• [About this task]:
For the word "days", give the number of lines in these entries that contain it, with nothing else.

Data extracted from a collection:

//! Channel: command-bus occupancy and cross-rank data-bus turnaround.

use crate::config::{BankTiming, ChannelTiming, RankTiming};

use super::command::CommandType;
use super::coords::Coordinates;
use super::rank::RankState;

/// Per-channel command-bus and cross-rank bus-turnaround tracking.
#[derive(Debug, Clone)]
pub struct ChannelState {
    pub ranks: Vec<RankState>,
    /// Rank that last drove the data bus, if any.
    rank_select: Option<u32>,
    any_ready: u64,
    read_ready: u64,
    write_ready: u64,
}

impl ChannelState {
    pub fn new(n_rank: usize, n_bank: usize, tref: u32) -> Self {
        let ranks = (0..n_rank)
            .map(|r| RankState::new(n_bank, u64::from(tref) * u64::from(r as u32 + 1) / n_rank as u64))
            .collect();
        Self {
            ranks,
            rank_select: None,
            any_ready: 0,
            read_ready: 0,
            write_ready: 0,
        }
    }

    /// The cycle the command bus itself is next free, ignoring rank/bank
    /// readiness. Used by the lazy-precharge policy's bus-occupancy check,
    /// which is evaluated against the real clock even when the precharge's
    /// own bookkeeping is back-dated.
    pub fn bus_ready(&self) -> u64 {
        self.any_ready
    }

    /// Earliest cycle `kind` may be placed on the command bus, combining
    /// the rank/bank answer with bus-serialization and cross-rank
    /// turnaround constraints already folded into `any_ready`/`read_ready`/
    /// `write_ready` by the most recent `finish` call.
    pub fn ready_time(&self, kind: CommandType, coords: Coordinates) -> Option<u64> {
        let rank = &self.ranks[coords.rank as usize];
        let rank_ready = rank.ready_time(kind, coords.bank as usize, coords.row)?;
        let bus_ready = match kind {
            CommandType::Read | CommandType::ReadPrecharge => {
                if self.rank_select == Some(coords.rank) {
                    self.any_ready
                } else {
                    self.any_ready.max(self.read_ready)
                }
            }
            CommandType::Write | CommandType::WritePrecharge => {
                if self.rank_select == Some(coords.rank) {
                    self.any_ready
                } else {
                    self.any_ready.max(self.write_ready)
                }
            }
            _ => self.any_ready,
        };
        Some(rank_ready.max(bus_ready))
    }

    /// Applies `kind` at `clock` against `coords`, cascading into the
    /// target rank/bank, and returns the data-beat completion cycle.
    pub fn finish(
        &mut self,
        clock: u64,
        kind: CommandType,
        coords: Coordinates,
        channel_timing: &ChannelTiming,
        rank_timing: &RankTiming,
        bank_timing: &BankTiming,
    ) -> u64 {
        let finish = self.ranks[coords.rank as usize].finish(
            clock,
            kind,
            coords.bank as usize,
            coords.row,
            rank_timing,
            bank_timing,
        );

        self.any_ready = clock + u64::from(channel_timing.any_to_any);
        if kind == CommandType::Activate {
            self.any_ready = self.any_ready.max(clock + u64::from(channel_timing.act_to_any));
        }
        if kind.is_read() {
            self.read_ready = clock + u64::from(channel_timing.read_to_read);
            self.write_ready = clock + u64::from(channel_timing.read_to_write);
            self.rank_select = Some(coords.rank);
        } else if kind.is_write() {
            self.read_ready = clock + u64::from(channel_timing.write_to_read);
            self.write_ready = clock + u64::from(channel_timing.write_to_write);
            self.rank_select = Some(coords.rank);
        }

        finish
    }
}

#[cfg(test)]
mod tests {
    use super::*;
    use crate::dram::coords::Coordinates;

    fn channel_timing() -> ChannelTiming {
        ChannelTiming {
            any_to_any: 1,
            act_to_any: 1,
            read_to_read: 6,
            read_to_write: 8,
            write_to_read: 9,
            write_to_write: 6,
        }
    }

    fn rank_timing() -> RankTiming {
        RankTiming {
            act_to_act: 4,
            act_to_faw: 16,
            read_to_read: 4,
            read_to_write: 6,
            write_to_read: 9,
            write_to_write: 4,
            refresh_latency: 64,
            refresh_interval: 3120,
            powerdown_latency: 3,
            powerup_latency: 3,
        }
    }

    fn bank_timing() -> BankTiming {
        BankTiming {
            act_to_read: 5,
            act_to_write: 5,
            act_to_pre: 15,
            read_to_pre: 4,
            write_to_pre: 10,
            pre_to_act: 5,
            read_to_data: 5,
            write_to_data: 4,
        }
    }

    fn coords(rank: u32, bank: u32, row: u32) -> Coordinates {
        Coordinates { channel: 0, rank, bank, row, column: 0 }
    }

    #[test]
    fn cross_rank_reads_pay_read_to_read_turnaround() {
        let mut channel = ChannelState::new(2, 1, 3120);
        let ct = channel_timing();
        let rt = rank_timing();
        let bt = bank_timing();

        let _ = channel.finish(0, CommandType::Activate, coords(0, 0, 1), &ct, &rt, &bt);
        let _ = channel.finish(5, CommandType::Read, coords(0, 0, 1), &ct, &rt, &bt);

        let _ = channel.finish(6, CommandType::Activate, coords(1, 0, 1), &ct, &rt, &bt);
        let ready = channel
            .ready_time(CommandType::Read, coords(1, 0, 1))
            .unwrap();
        assert!(ready >= 11, "cross-rank read must wait out read_to_read: got {ready}");
    }
}
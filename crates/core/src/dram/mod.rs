//! The DRAM timing engine and scheduler: address decoding, the
//! bank/rank/channel state hierarchy, and the per-controller scheduler.

pub mod bank;
pub mod channel;
pub mod command;
pub mod controller;
pub mod coords;
pub mod hub;
pub mod rank;
pub mod request;

pub use command::{Command, CommandType};
pub use controller::Controller;
pub use coords::{AddressMapping, BitField, Coordinates};
pub use hub::ControllerHub;
pub use request::{Request, RequestId, Transaction};
//! Line-oriented memory reference trace reader.
//!
//! Format: `0x<hex address> <READ|WRITE|P_MEM_WR|P_LOCK_WR|...> <arrival_cycle>`.
//! One line produces one [`TraceEntry`]; writes are recognized by the
//! `WRITE`/`P_MEM_WR`/`P_LOCK_WR` markers, anything else is a read.

use std::io::BufRead;

use crate::common::error::TraceError;

/// One parsed trace line.
#[derive(Debug, Clone, Copy, PartialEq, Eq)]
pub struct TraceEntry {
    pub address: u64,
    pub is_write: bool,
    pub arrival_cycle: u64,
}

fn is_write_marker(token: &str) -> bool {
    matches!(token, "WRITE" | "P_MEM_WR" | "P_LOCK_WR")
}

/// Parses one trace line, stripped of its trailing newline, into a
/// [`TraceEntry`]. `line_no` is the 1-based line number, used only for
/// diagnostics.
fn parse_line(line_no: usize, line: &str) -> Result<TraceEntry, TraceError> {
    let mut fields = line.split_whitespace();
    let addr_token = fields.next().ok_or_else(|| TraceError::Malformed {
        line_no,
        text: line.to_string(),
    })?;
    let cmd_token = fields.next().ok_or_else(|| TraceError::Malformed {
        line_no,
        text: line.to_string(),
    })?;
    let cycle_token = fields.next().ok_or_else(|| TraceError::Malformed {
        line_no,
        text: line.to_string(),
    })?;

    let hex = addr_token.strip_prefix("0x").unwrap_or(addr_token);
    let address = u64::from_str_radix(hex, 16).map_err(|_| TraceError::InvalidAddress {
        line_no,
        text: addr_token.to_string(),
    })?;
    let arrival_cycle = cycle_token.parse::<u64>().map_err(|_| TraceError::InvalidCycle {
        line_no,
        text: cycle_token.to_string(),
    })?;

    Ok(TraceEntry {
        address,
        is_write: is_write_marker(cmd_token),
        arrival_cycle,
    })
}

/// Streams [`TraceEntry`] values out of any `BufRead`, one line at a time,
/// without buffering the whole file in memory.
pub struct TraceReader<R> {
    lines: std::io::Lines<R>,
    line_no: usize,
}

impl<R: BufRead> TraceReader<R> {
    pub fn new(reader: R) -> Self {
        Self { lines: reader.lines(), line_no: 0 }
    }
}

impl<R: BufRead> Iterator for TraceReader<R> {
    type Item = Result<TraceEntry, TraceError>;

    fn next(&mut self) -> Option<Self::Item> {
        loop {
            let raw = match self.lines.next()? {
                Ok(line) => line,
                Err(e) => return Some(Err(TraceError::Io(e.to_string()))),
            };
            self.line_no += 1;
            let trimmed = raw.trim();
            if trimmed.is_empty() {
                continue;
            }
            return Some(parse_line(self.line_no, trimmed));
        }
    }
}

#[cfg(test)]
mod tests {
    use super::*;
    use std::io::Cursor;

    #[test]
    fn parses_reads_and_every_write_marker() {
        let text = "0x10 READ 0\n0x20 WRITE 1\n0x30 P_MEM_WR 2\n0x40 P_LOCK_WR 3\n";
        let entries: Vec<_> = TraceReader::new(Cursor::new(text))
            .map(|r| r.unwrap())
            .collect();
        assert_eq!(entries[0], TraceEntry { address: 0x10, is_write: false, arrival_cycle: 0 });
        assert!(entries[1].is_write);
        assert!(entries[2].is_write);
        assert!(entries[3].is_write);
    }

    #[test]
    fn skips_blank_lines() {
        let text = "0x10 READ 0\n\n0x20 READ 1\n";
        let entries: Vec<_> = TraceReader::new(Cursor::new(text))
            .map(|r| r.unwrap())
            .collect();
        assert_eq!(entries.len(), 2);
    }

    #[test]
    fn reports_malformed_line_with_line_number() {
        let text = "0x10 READ 0\nnot a trace line\n";
        let mut reader = TraceReader::new(Cursor::new(text));
        let _ = reader.next().unwrap().unwrap();
        let err = reader.next().unwrap().unwrap_err();
        assert!(matches!(err, TraceError::Malformed { line_no: 2, .. }));
    }

    #[test]
    fn rejects_invalid_hex_address() {
        let text = "0xZZ READ 0\n";
        let mut reader = TraceReader::new(Cursor::new(text));
        let err = reader.next().unwrap().unwrap_err();
        assert!(matches!(err, TraceError::InvalidAddress { line_no: 1, .. }));
    }
}
use axum::extract::State;
use axum::response::IntoResponse;
use serde::Deserialize;
use uuid::Uuid;

use crate::auth::AuthUser;
use crate::models::ReviewStatus;
use crate::repos::RoleRequestRepo;
use crate::state::AppState;
use crate::utils::response::success;
use crate::utils::{AppError, AppJson, AppPath};

#[derive(Debug, Deserialize)]
pub struct ReviewRoleRequest {
    pub status: ReviewStatus,
}

pub async fn list_role_requests(
    State(state): State<AppState>,
    auth: AuthUser,
) -> Result<impl IntoResponse, AppError> {
    auth.require_admin()?;

    let requests = RoleRequestRepo::new(state.db.clone()).list_pending().await?;
    Ok(success(requests, "Pending role requests retrieved"))
}

pub async fn review_role_request(
    State(state): State<AppState>,
    auth: AuthUser,
    AppPath(id): AppPath<Uuid>,
    AppJson(req): AppJson<ReviewRoleRequest>,
) -> Result<impl IntoResponse, AppError> {
    auth.require_admin()?;

    if !req.status.is_decision() {
        return Err(AppError::ValidationError(
            "status must be APPROVED or REJECTED".to_string(),
        ));
    }

    let repo = RoleRequestRepo::new(state.db.clone());
    let Some(reviewed) = repo.review(id, req.status, auth.id).await? else {
        return match repo.get_by_id(id).await? {
            Some(_) => Err(AppError::Conflict(
                "Role request has already been reviewed".to_string(),
            )),
            None => Err(AppError::NotFound("Role request not found".to_string())),
        };
    };

    tracing::info!(
        request_id = %reviewed.id,
        user_id = %reviewed.user_id,
        status = ?reviewed.status,
        "Role request reviewed"
    );
    Ok(success(reviewed, "Role request reviewed"))
}
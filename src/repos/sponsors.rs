use sqlx::{PgPool, Result};
use uuid::Uuid;

use crate::models::{ReviewStatus, Sponsor, SponsorApplication};

const SPONSOR_COLUMNS: &str =
    "id, event_id, name, tier, contribution_amount, logo_url, status, created_at, reviewed_at";

pub struct SponsorRepo {
    db: PgPool,
}

impl SponsorRepo {
    pub fn new(db: PgPool) -> Self {
        Self { db }
    }

    pub async fn create(&self, application: SponsorApplication) -> Result<Sponsor> {
        let sql = format!(
            "INSERT INTO sponsors (id, event_id, name, tier, contribution_amount, logo_url, status) \
             VALUES ($1, $2, $3, $4, $5, $6, 'PENDING') RETURNING {}",
            SPONSOR_COLUMNS
        );
        sqlx::query_as::<_, Sponsor>(&sql)
            .bind(Uuid::new_v4())
            .bind(application.event_id)
            .bind(application.name)
            .bind(application.tier)
            .bind(application.contribution_amount)
            .bind(application.logo_url)
            .fetch_one(&self.db)
            .await
    }

    pub async fn get_by_id(&self, id: Uuid) -> Result<Option<Sponsor>> {
        let sql = format!("SELECT {} FROM sponsors WHERE id = $1", SPONSOR_COLUMNS);
        sqlx::query_as::<_, Sponsor>(&sql)
            .bind(id)
            .fetch_optional(&self.db)
            .await
    }

    /// `approved_only` hides applications still under review.
    pub async fn list_for_event(&self, event_id: Uuid, approved_only: bool) -> Result<Vec<Sponsor>> {
        let sql = format!(
            "SELECT {} FROM sponsors WHERE event_id = $1 AND ($2 = FALSE OR status = 'APPROVED') \
             ORDER BY CASE tier WHEN 'Gold' THEN 0 WHEN 'Silver' THEN 1 WHEN 'Bronze' THEN 2 ELSE 3 END, \
                      contribution_amount DESC, created_at ASC",
            SPONSOR_COLUMNS
        );
        sqlx::query_as::<_, Sponsor>(&sql)
            .bind(event_id)
            .bind(approved_only)
            .fetch_all(&self.db)
            .await
    }

    /// Returns `None` if the application is no longer PENDING.
    pub async fn review(&self, id: Uuid, decision: ReviewStatus) -> Result<Option<Sponsor>> {
        let sql = format!(
            "UPDATE sponsors SET status = $2, reviewed_at = NOW() \
             WHERE id = $1 AND status = 'PENDING' RETURNING {}",
            SPONSOR_COLUMNS
        );
        sqlx::query_as::<_, Sponsor>(&sql)
            .bind(id)
            .bind(decision)
            .fetch_optional(&self.db)
            .await
    }
}
mod common;

use chrono::{Duration, Utc};
use common::*;
use eventkoi_server::models::{FriendshipStatus, Notification, NotificationType, User, UserRole};
use eventkoi_server::reminders;
use eventkoi_server::repos::{
    BookingOutcome, FriendRepo, NotificationRepo, RequestOutcome, TicketRepo, UserRepo,
};
use eventkoi_server::AppState;
use serde_json::json;
use uuid::Uuid;

async fn notifications_of(state: &AppState, user: &User, kind: NotificationType) -> Vec<Notification> {
    NotificationRepo::new(state.db.clone())
        .list_for(user.id)
        .await
        .unwrap()
        .into_iter()
        .filter(|n| n.kind == kind)
        .collect()
}

async fn befriend(state: &AppState, a: &User, b: &User) {
    let repo = FriendRepo::new(state.db.clone());
    let RequestOutcome::Created(request) = repo.request(a.id, b.id).await.unwrap() else {
        panic!("expected a new friend request");
    };
    repo.respond(request.id, b.id, FriendshipStatus::Accepted)
        .await
        .unwrap()
        .expect("pending request");
}

async fn book(state: &AppState, user: &User, event_id: Uuid, ticket_type_id: Uuid) {
    let outcome = TicketRepo::new(state.db.clone())
        .book(user.id, event_id, ticket_type_id)
        .await
        .unwrap();
    assert!(matches!(outcome, BookingOutcome::Booked(_)));
}

#[tokio::test]
#[ignore = "requires TEST_DATABASE_URL"]
async fn test_role_request_approval_promotes_and_verifies() {
    let state = setup_test_db().await;
    let (applicant, applicant_token) = create_test_user(&state, UserRole::Attendee).await;
    let (_, admin_token) = create_test_user(&state, UserRole::Admin).await;
    assert!(!applicant.is_verified);

    let (status, body) = send_json(app(&state), "POST", "/api/user/request-role", Some(&applicant_token), json!({})).await;
    assert_eq!(status.as_u16(), 201);
    let request_id = body["data"]["id"].as_str().unwrap().to_string();

    // Only admins review
    let uri = format!("/api/admin/role-requests/{}", request_id);
    let (status, _) = send_json(app(&state), "PUT", &uri, Some(&applicant_token), json!({ "status": "APPROVED" })).await;
    assert_eq!(status.as_u16(), 403);

    let (status, body) = send_json(app(&state), "PUT", &uri, Some(&admin_token), json!({ "status": "APPROVED" })).await;
    assert_eq!(status.as_u16(), 200);
    assert_eq!(body["data"]["status"], "APPROVED");

    let promoted = UserRepo::new(state.db.clone())
        .get_by_id(applicant.id)
        .await
        .unwrap()
        .unwrap();
    assert_eq!(promoted.role, UserRole::Organizer);
    assert!(promoted.is_verified);

    let (status, _) = send_json(app(&state), "PUT", &uri, Some(&admin_token), json!({ "status": "REJECTED" })).await;
    assert_eq!(status.as_u16(), 409);
}

#[tokio::test]
#[ignore = "requires TEST_DATABASE_URL"]
async fn test_role_request_rejection_leaves_role_alone() {
    let state = setup_test_db().await;
    let (applicant, applicant_token) = create_test_user(&state, UserRole::Attendee).await;
    let (_, admin_token) = create_test_user(&state, UserRole::Admin).await;

    let (_, body) = send_json(app(&state), "POST", "/api/user/request-role", Some(&applicant_token), json!({})).await;
    let uri = format!("/api/admin/role-requests/{}", body["data"]["id"].as_str().unwrap());
    let (status, _) = send_json(app(&state), "PUT", &uri, Some(&admin_token), json!({ "status": "REJECTED" })).await;
    assert_eq!(status.as_u16(), 200);

    let user = UserRepo::new(state.db.clone())
        .get_by_id(applicant.id)
        .await
        .unwrap()
        .unwrap();
    assert_eq!(user.role, UserRole::Attendee);
    assert!(!user.is_verified);
}

#[tokio::test]
#[ignore = "requires TEST_DATABASE_URL"]
async fn test_reminders_are_claimed_once_and_sent_once_per_user_and_event() {
    let state = setup_test_db().await;
    let (organizer, _) = create_test_user(&state, UserRole::Organizer).await;
    let (alice, _) = create_test_user(&state, UserRole::Attendee).await;
    let (bob, _) = create_test_user(&state, UserRole::Attendee).await;

    let soon_title = format!("Soon {}", Uuid::new_v4());
    let later_title = format!("Later {}", Uuid::new_v4());
    let soon = create_test_event(&state, organizer.id, &soon_title, Duration::minutes(30)).await;
    let later = create_test_event(&state, organizer.id, &later_title, Duration::days(3)).await;

    let general = create_ticket_type(&state, soon.id, "General", 10, 10).await;
    let vip = create_ticket_type(&state, soon.id, "VIP", 50, 10).await;
    let far = create_ticket_type(&state, later.id, "General", 10, 10).await;

    // Alice holds two tickets for the same event
    book(&state, &alice, soon.id, general.id).await;
    book(&state, &alice, soon.id, vip.id).await;
    book(&state, &bob, soon.id, general.id).await;
    book(&state, &alice, later.id, far.id).await;

    let sent = reminders::sweep(&state, Utc::now()).await.unwrap();
    assert!(sent >= 2);

    let reminders_for = |user: User| {
        let state = state.clone();
        let title = soon_title.clone();
        async move {
            notifications_of(&state, &user, NotificationType::EventReminder)
                .await
                .into_iter()
                .filter(|n| n.content.contains(&title))
                .count()
        }
    };
    assert_eq!(reminders_for(alice.clone()).await, 1);
    assert_eq!(reminders_for(bob.clone()).await, 1);
    assert!(notifications_of(&state, &alice, NotificationType::EventReminder)
        .await
        .iter()
        .all(|n| !n.content.contains(&later_title)));

    let claimed: i64 = sqlx::query_scalar(
        "SELECT COUNT(*) FROM bookings WHERE event_id = $1 AND reminder_sent",
    )
    .bind(soon.id)
    .fetch_one(&state.db)
    .await
    .unwrap();
    assert_eq!(claimed, 3);

    // Nothing is left to claim, and a second sweep sends nothing new
    let repo = TicketRepo::new(state.db.clone());
    let horizon = Utc::now() + state.config().reminder_lead;
    let again = repo.claim_due_reminders(horizon).await.unwrap();
    assert!(again.iter().all(|r| r.event_id != soon.id));
    reminders::sweep(&state, Utc::now()).await.unwrap();
    assert_eq!(reminders_for(alice.clone()).await, 1);

    // Two sweepers racing split the bookings without overlap
    let race_title = format!("Race {}", Uuid::new_v4());
    let race = create_test_event(&state, organizer.id, &race_title, Duration::minutes(20)).await;
    let seats = create_ticket_type(&state, race.id, "General", 10, 10).await;
    for _ in 0..4 {
        book(&state, &bob, race.id, seats.id).await;
    }
    let (first, second) = tokio::join!(
        repo.claim_due_reminders(horizon),
        repo.claim_due_reminders(horizon)
    );
    let total = first
        .unwrap()
        .into_iter()
        .chain(second.unwrap())
        .filter(|r| r.event_id == race.id)
        .count();
    assert_eq!(total, 4);
}

#[tokio::test]
#[ignore = "requires TEST_DATABASE_URL"]
async fn test_mark_read_is_owner_only_and_idempotent() {
    let state = setup_test_db().await;
    let (owner, owner_token) = create_test_user(&state, UserRole::Attendee).await;
    let (_, other_token) = create_test_user(&state, UserRole::Attendee).await;

    let notification = state
        .notify(owner.id, NotificationType::NewEvent, "New event published: Gala")
        .await
        .unwrap();
    let body = json!({ "notification_id": notification.id });

    let (status, response) = send_json(app(&state), "PUT", "/api/notifications", Some(&other_token), body.clone()).await;
    assert_eq!(status.as_u16(), 403);
    assert_eq!(response["error"]["code"], "FORBIDDEN");

    let stored = NotificationRepo::new(state.db.clone())
        .get_by_id(notification.id)
        .await
        .unwrap()
        .unwrap();
    assert!(!stored.is_read);

    for _ in 0..2 {
        let (status, response) = send_json(app(&state), "PUT", "/api/notifications", Some(&owner_token), body.clone()).await;
        assert_eq!(status.as_u16(), 200);
        assert_eq!(response["data"]["is_read"], true);
    }

    let missing = json!({ "notification_id": Uuid::new_v4() });
    let (status, _) = send_json(app(&state), "PUT", "/api/notifications", Some(&owner_token), missing).await;
    assert_eq!(status.as_u16(), 404);
}

#[tokio::test]
#[ignore = "requires TEST_DATABASE_URL"]
async fn test_new_event_reaches_accepted_friends_only() {
    let state = setup_test_db().await;
    let (organizer, organizer_token) = create_test_user(&state, UserRole::Organizer).await;
    let (friend, _) = create_test_user(&state, UserRole::Attendee).await;
    let (pending, _) = create_test_user(&state, UserRole::Attendee).await;
    let (stranger, _) = create_test_user(&state, UserRole::Attendee).await;

    befriend(&state, &organizer, &friend).await;
    FriendRepo::new(state.db.clone())
        .request(organizer.id, pending.id)
        .await
        .unwrap();

    let start = Utc::now() + Duration::days(2);
    let published_title = format!("Launch {}", Uuid::new_v4());
    let (status, _) = send_json(
        app(&state),
        "POST",
        "/api/events",
        Some(&organizer_token),
        json!({ "title": published_title, "start_time": start, "end_time": start + Duration::hours(2) }),
    )
    .await;
    assert_eq!(status.as_u16(), 201);

    let announced = |user: User, title: String| {
        let state = state.clone();
        async move {
            notifications_of(&state, &user, NotificationType::NewEvent)
                .await
                .into_iter()
                .filter(|n| n.content.contains(&title))
                .count()
        }
    };
    assert_eq!(announced(friend.clone(), published_title.clone()).await, 1);
    assert_eq!(announced(pending.clone(), published_title.clone()).await, 0);
    assert_eq!(announced(stranger.clone(), published_title.clone()).await, 0);

    // A draft stays quiet until it is published
    let draft_title = format!("Draft {}", Uuid::new_v4());
    let (status, draft) = send_json(
        app(&state),
        "POST",
        "/api/events",
        Some(&organizer_token),
        json!({
            "title": draft_title,
            "start_time": start,
            "end_time": start + Duration::hours(2),
            "status": "DRAFT"
        }),
    )
    .await;
    assert_eq!(status.as_u16(), 201);
    assert_eq!(announced(friend.clone(), draft_title.clone()).await, 0);

    let uri = format!("/api/events/{}", draft["data"]["id"].as_str().unwrap());
    let (status, _) = send_json(app(&state), "PUT", &uri, Some(&organizer_token), json!({ "status": "PUBLISHED" })).await;
    assert_eq!(status.as_u16(), 200);
    assert_eq!(announced(friend.clone(), draft_title.clone()).await, 1);
    assert_eq!(announced(stranger.clone(), draft_title.clone()).await, 0);

    // Editing an already published event does not announce it again
    let (status, _) = send_json(app(&state), "PUT", &uri, Some(&organizer_token), json!({ "description": "Now with snacks" })).await;
    assert_eq!(status.as_u16(), 200);
    assert_eq!(announced(friend, draft_title).await, 1);
}

#[tokio::test]
#[ignore = "requires TEST_DATABASE_URL"]
async fn test_message_notification_names_the_sender() {
    let state = setup_test_db().await;
    let (sender, sender_token) = create_test_user(&state, UserRole::Attendee).await;
    let (receiver, _) = create_test_user(&state, UserRole::Attendee).await;
    befriend(&state, &sender, &receiver).await;

    let (status, _) = send_json(
        app(&state),
        "POST",
        "/api/messages",
        Some(&sender_token),
        json!({ "receiver_id": receiver.id, "content": "See you there" }),
    )
    .await;
    assert_eq!(status.as_u16(), 201);

    let notes = notifications_of(&state, &receiver, NotificationType::Message).await;
    assert_eq!(notes.len(), 1);
    assert_eq!(notes[0].content, format!("New message from {}", sender.name));
    assert!(!notes[0].content.contains(&sender.email));
}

• [Written response]:
2